DATA SHOWN —
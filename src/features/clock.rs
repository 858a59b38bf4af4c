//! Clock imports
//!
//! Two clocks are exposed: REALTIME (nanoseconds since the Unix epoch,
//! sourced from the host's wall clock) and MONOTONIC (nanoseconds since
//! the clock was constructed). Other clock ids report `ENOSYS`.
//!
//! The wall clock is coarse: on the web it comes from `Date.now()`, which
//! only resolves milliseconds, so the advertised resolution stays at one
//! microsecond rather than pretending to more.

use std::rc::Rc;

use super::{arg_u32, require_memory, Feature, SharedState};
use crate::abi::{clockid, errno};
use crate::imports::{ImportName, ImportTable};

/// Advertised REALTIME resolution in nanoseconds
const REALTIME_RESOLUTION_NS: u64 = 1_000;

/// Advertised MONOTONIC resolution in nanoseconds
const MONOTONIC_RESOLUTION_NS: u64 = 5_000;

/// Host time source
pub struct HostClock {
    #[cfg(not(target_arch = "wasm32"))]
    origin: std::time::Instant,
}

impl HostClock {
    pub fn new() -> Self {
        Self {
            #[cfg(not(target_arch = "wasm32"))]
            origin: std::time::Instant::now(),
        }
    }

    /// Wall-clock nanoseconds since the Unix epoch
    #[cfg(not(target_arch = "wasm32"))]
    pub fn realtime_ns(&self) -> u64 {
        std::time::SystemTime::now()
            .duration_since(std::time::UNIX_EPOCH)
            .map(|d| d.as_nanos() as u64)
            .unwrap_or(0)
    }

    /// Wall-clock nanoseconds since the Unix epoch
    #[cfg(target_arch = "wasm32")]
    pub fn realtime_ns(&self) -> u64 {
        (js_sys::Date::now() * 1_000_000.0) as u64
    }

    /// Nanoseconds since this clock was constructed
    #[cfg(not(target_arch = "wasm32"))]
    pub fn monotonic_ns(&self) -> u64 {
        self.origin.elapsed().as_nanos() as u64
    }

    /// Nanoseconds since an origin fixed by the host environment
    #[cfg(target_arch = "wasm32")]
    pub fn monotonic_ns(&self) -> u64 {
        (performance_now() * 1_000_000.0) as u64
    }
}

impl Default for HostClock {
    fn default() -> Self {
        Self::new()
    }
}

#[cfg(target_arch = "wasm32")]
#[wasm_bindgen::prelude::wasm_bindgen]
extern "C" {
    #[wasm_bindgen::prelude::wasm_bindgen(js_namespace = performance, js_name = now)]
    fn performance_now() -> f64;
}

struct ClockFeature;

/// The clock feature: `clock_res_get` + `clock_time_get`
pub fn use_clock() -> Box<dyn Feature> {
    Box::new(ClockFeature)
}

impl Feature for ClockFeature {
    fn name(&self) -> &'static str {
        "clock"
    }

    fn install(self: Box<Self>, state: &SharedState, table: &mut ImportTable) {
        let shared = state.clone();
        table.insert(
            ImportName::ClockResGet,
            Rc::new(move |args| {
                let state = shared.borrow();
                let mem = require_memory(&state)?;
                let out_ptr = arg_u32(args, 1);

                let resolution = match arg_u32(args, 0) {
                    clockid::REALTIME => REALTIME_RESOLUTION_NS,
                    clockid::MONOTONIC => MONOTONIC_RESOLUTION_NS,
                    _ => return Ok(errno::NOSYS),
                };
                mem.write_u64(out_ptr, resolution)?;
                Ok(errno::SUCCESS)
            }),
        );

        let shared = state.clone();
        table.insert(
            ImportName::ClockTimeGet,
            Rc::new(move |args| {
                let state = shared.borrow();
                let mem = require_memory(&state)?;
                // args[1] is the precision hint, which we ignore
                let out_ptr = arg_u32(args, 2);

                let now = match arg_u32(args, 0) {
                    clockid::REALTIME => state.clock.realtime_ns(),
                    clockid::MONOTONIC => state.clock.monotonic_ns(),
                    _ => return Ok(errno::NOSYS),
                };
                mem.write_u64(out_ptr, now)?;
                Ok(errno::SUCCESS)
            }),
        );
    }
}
* * *
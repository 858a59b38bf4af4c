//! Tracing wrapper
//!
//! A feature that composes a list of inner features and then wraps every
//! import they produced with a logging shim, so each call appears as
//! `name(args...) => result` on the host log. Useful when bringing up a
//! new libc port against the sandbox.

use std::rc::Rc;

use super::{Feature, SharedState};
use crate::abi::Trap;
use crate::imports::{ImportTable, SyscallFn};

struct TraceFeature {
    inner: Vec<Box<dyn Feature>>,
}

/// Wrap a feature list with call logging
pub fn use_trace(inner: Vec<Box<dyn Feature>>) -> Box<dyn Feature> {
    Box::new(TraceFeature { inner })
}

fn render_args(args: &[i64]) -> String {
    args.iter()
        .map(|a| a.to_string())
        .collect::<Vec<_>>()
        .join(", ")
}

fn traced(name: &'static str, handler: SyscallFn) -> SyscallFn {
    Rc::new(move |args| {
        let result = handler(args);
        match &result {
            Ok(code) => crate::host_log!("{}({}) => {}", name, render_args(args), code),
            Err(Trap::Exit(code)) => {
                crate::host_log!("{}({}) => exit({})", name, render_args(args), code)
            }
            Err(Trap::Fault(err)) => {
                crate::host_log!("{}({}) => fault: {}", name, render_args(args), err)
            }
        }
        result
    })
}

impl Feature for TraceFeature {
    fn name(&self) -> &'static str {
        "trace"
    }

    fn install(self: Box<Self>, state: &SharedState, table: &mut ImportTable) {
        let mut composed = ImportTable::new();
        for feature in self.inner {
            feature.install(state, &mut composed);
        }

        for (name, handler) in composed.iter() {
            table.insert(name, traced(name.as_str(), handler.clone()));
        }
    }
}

WHAT THIS TASK INVOLVES — Count, and answer with the number only: how many lines of the data include the string "composed"?

RESULT OF THIS TASK — 3